WORK REQUEST | A stretch of the entries below is to be set down exactly, running from the line with "pub fn new(path: impl" through the line with "let mut tmp", both included, and no other line.

Start of Block

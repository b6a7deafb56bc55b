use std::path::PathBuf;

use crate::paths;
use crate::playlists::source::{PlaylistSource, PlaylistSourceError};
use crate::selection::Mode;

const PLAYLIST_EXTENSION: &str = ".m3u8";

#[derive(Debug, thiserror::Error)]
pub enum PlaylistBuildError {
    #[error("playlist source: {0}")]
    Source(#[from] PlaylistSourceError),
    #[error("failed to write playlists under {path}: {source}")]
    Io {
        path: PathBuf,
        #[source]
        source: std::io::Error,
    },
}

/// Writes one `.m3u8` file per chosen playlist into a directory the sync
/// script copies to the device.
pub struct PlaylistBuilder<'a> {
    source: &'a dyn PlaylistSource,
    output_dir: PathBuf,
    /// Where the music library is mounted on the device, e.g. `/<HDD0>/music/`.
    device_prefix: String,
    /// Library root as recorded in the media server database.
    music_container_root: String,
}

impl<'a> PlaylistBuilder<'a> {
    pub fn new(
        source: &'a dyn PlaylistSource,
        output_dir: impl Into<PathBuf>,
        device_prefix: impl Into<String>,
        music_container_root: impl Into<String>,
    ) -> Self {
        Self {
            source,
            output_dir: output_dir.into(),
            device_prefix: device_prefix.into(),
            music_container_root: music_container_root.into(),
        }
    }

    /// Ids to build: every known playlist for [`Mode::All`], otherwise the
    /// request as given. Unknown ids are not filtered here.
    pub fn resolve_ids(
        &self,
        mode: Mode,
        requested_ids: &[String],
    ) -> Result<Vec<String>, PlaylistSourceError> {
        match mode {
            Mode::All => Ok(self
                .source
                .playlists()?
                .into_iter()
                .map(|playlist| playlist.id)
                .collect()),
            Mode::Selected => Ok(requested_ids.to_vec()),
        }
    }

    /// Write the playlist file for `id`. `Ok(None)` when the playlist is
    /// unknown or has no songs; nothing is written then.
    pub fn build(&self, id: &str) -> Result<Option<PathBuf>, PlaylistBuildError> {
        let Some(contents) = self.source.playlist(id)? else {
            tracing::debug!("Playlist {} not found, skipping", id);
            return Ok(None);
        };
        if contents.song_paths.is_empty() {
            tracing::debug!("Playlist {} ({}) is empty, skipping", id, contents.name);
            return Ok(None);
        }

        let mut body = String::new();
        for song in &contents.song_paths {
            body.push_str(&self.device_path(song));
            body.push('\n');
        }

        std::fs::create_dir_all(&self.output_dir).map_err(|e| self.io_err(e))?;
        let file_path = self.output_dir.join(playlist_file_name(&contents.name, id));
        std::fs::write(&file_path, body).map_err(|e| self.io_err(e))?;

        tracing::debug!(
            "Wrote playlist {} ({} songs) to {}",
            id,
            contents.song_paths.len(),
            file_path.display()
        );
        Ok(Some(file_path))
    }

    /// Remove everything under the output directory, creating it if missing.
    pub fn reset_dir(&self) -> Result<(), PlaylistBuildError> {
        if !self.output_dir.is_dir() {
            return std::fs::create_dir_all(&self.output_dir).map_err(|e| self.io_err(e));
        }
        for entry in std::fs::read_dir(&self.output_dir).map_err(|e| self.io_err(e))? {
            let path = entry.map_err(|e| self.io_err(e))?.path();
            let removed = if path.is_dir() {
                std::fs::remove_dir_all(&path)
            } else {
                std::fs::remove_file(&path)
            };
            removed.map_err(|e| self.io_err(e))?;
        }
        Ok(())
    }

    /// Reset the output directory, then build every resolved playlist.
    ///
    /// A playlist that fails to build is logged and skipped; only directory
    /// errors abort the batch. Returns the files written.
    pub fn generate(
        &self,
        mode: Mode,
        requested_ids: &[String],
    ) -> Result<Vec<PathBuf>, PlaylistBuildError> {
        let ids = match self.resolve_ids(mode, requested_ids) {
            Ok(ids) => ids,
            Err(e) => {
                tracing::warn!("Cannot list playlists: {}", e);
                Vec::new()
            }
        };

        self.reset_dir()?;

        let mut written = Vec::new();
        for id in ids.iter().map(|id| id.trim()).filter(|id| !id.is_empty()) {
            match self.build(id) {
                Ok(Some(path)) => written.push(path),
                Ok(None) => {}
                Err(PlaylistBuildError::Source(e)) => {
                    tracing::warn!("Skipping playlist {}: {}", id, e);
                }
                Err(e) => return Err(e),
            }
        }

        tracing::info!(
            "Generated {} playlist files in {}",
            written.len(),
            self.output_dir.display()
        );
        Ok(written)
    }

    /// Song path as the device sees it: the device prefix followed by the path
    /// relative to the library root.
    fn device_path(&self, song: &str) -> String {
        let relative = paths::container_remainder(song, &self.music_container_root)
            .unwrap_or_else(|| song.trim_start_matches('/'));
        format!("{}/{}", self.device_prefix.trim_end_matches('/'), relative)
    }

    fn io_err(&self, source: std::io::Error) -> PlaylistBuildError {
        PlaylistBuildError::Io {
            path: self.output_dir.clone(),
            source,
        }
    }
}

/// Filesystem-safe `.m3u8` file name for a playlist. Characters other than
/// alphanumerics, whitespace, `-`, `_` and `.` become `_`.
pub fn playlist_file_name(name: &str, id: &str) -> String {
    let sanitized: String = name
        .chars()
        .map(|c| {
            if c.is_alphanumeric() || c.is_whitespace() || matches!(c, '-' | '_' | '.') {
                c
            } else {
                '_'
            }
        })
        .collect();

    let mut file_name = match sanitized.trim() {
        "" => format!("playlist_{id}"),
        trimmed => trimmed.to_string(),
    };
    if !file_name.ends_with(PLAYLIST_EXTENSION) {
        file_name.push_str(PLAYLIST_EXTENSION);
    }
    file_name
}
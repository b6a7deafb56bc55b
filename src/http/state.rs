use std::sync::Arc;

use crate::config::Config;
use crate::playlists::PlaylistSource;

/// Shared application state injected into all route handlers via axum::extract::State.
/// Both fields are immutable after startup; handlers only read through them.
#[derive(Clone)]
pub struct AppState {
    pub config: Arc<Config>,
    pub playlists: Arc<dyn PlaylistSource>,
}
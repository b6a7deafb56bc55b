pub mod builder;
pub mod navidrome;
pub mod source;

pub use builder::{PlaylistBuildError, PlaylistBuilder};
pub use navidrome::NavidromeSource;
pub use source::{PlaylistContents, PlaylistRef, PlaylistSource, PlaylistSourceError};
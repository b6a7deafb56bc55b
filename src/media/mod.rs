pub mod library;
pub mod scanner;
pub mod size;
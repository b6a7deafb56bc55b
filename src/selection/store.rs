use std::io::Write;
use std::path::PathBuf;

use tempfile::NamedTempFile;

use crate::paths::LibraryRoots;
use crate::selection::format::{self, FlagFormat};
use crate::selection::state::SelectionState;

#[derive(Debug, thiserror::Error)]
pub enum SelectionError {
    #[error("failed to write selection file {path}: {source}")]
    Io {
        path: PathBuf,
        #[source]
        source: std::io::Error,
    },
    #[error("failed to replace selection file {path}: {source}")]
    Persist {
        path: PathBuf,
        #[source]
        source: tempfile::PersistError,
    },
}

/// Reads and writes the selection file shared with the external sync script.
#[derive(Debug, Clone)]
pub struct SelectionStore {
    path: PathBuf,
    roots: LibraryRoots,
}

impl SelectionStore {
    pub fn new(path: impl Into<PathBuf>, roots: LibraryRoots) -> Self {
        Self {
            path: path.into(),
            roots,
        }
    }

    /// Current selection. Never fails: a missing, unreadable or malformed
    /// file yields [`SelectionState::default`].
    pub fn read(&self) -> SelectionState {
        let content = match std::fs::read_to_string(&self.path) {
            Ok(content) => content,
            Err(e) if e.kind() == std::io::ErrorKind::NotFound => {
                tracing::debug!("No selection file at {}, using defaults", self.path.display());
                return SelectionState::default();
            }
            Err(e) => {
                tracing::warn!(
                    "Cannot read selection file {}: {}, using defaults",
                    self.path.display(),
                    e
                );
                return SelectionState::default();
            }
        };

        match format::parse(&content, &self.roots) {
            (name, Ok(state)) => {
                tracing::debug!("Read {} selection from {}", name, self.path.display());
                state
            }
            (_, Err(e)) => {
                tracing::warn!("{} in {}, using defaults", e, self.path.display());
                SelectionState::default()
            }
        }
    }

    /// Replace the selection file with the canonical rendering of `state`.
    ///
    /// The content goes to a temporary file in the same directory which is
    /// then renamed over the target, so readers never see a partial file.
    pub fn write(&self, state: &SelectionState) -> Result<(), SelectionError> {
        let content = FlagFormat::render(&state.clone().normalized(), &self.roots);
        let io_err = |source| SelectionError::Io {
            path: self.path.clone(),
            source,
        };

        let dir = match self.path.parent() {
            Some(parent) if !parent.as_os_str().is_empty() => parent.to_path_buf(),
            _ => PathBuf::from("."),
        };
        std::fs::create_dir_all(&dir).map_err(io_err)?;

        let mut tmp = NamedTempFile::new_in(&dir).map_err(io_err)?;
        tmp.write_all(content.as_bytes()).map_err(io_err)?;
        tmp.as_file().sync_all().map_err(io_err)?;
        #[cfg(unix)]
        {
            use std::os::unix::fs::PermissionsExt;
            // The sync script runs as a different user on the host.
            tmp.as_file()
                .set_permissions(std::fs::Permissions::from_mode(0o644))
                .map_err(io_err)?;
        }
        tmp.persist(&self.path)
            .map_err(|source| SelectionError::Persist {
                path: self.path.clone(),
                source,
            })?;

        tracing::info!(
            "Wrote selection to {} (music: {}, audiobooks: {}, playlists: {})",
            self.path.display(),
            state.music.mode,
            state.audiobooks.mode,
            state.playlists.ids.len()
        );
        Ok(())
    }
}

End of Block
Start of Block

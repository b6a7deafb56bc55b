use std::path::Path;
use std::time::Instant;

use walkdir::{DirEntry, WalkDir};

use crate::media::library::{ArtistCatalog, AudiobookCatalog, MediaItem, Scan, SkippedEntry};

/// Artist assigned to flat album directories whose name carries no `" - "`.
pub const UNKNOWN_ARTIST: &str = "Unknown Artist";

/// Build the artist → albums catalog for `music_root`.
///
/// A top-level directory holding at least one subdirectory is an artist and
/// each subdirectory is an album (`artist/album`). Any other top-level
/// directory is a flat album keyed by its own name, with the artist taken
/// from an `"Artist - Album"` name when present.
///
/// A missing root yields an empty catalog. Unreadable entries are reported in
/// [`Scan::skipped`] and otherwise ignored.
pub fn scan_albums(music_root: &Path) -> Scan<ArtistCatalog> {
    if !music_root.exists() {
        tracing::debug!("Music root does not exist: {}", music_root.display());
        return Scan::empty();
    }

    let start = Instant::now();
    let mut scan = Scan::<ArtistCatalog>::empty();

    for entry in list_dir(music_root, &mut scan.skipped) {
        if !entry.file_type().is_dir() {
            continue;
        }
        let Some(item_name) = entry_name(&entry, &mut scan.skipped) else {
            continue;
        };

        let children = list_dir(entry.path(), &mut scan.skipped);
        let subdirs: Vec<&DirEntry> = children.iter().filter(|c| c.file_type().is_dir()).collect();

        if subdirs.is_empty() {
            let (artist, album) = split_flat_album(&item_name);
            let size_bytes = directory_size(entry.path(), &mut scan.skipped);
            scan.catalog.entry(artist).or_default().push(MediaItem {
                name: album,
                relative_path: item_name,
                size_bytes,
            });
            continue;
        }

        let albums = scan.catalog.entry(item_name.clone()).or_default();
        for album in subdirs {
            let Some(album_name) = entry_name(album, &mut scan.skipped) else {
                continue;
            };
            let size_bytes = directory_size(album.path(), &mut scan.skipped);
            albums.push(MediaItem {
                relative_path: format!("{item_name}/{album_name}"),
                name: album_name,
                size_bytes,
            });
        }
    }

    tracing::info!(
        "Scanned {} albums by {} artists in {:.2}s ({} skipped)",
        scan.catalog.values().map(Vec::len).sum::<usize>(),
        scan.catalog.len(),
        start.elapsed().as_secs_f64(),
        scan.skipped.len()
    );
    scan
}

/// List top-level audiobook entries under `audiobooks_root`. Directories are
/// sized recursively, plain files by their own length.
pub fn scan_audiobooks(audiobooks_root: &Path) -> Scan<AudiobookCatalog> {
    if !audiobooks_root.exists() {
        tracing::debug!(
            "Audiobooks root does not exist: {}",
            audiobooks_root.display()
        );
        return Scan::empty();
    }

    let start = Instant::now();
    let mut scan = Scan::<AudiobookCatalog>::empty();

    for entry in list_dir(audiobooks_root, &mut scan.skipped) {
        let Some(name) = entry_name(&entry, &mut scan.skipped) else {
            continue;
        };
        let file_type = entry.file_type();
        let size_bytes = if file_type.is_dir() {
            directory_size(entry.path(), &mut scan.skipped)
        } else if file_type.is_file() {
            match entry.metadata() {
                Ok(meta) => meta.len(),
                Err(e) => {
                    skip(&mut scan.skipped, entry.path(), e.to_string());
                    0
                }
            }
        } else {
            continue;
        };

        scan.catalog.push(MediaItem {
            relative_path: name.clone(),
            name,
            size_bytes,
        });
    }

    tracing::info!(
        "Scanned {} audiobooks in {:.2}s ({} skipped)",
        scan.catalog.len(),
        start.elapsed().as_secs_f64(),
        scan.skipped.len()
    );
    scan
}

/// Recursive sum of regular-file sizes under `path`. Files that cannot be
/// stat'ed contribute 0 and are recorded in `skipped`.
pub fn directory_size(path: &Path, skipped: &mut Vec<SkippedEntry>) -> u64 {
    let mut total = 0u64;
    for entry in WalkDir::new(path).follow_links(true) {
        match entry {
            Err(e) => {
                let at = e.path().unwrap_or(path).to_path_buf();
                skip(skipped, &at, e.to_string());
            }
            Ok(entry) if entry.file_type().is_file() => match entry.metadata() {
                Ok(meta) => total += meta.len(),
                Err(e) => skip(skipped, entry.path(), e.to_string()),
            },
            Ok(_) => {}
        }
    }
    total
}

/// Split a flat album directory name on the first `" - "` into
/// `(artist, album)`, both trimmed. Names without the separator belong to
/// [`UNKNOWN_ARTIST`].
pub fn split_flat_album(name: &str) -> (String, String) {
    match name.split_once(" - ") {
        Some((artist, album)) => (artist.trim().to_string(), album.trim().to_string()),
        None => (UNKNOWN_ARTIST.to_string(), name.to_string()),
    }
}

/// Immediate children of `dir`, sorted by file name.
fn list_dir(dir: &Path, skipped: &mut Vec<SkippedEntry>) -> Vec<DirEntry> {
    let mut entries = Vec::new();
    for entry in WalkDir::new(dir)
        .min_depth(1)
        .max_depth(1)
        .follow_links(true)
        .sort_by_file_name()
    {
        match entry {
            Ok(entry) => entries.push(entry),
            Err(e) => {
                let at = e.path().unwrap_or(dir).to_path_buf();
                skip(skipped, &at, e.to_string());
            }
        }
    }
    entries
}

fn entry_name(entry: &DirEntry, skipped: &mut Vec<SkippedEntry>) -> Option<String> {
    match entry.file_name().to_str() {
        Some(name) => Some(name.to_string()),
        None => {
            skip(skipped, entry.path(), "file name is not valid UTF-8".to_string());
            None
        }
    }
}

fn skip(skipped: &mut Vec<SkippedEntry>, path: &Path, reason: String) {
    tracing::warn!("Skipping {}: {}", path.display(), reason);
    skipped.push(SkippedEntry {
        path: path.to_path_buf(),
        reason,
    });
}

End of Block

EXPECTED ANSWER |
    pub fn new(path: impl Into<PathBuf>, roots: LibraryRoots) -> Self {
        Self {
            path: path.into(),
            roots,
        }
    }

    /// Current selection. Never fails: a missing, unreadable or malformed
    /// file yields [`SelectionState::default`].
    pub fn read(&self) -> SelectionState {
        let content = match std::fs::read_to_string(&self.path) {
            Ok(content) => content,
            Err(e) if e.kind() == std::io::ErrorKind::NotFound => {
                tracing::debug!("No selection file at {}, using defaults", self.path.display());
                return SelectionState::default();
            }
            Err(e) => {
                tracing::warn!(
                    "Cannot read selection file {}: {}, using defaults",
                    self.path.display(),
                    e
                );
                return SelectionState::default();
            }
        };

        match format::parse(&content, &self.roots) {
            (name, Ok(state)) => {
                tracing::debug!("Read {} selection from {}", name, self.path.display());
                state
            }
            (_, Err(e)) => {
                tracing::warn!("{} in {}, using defaults", e, self.path.display());
                SelectionState::default()
            }
        }
    }

    /// Replace the selection file with the canonical rendering of `state`.
    ///
    /// The content goes to a temporary file in the same directory which is
    /// then renamed over the target, so readers never see a partial file.
    pub fn write(&self, state: &SelectionState) -> Result<(), SelectionError> {
        let content = FlagFormat::render(&state.clone().normalized(), &self.roots);
        let io_err = |source| SelectionError::Io {
            path: self.path.clone(),
            source,
        };

        let dir = match self.path.parent() {
            Some(parent) if !parent.as_os_str().is_empty() => parent.to_path_buf(),
            _ => PathBuf::from("."),
        };
        std::fs::create_dir_all(&dir).map_err(io_err)?;

        let mut tmp = NamedTempFile::new_in(&dir).map_err(io_err)?;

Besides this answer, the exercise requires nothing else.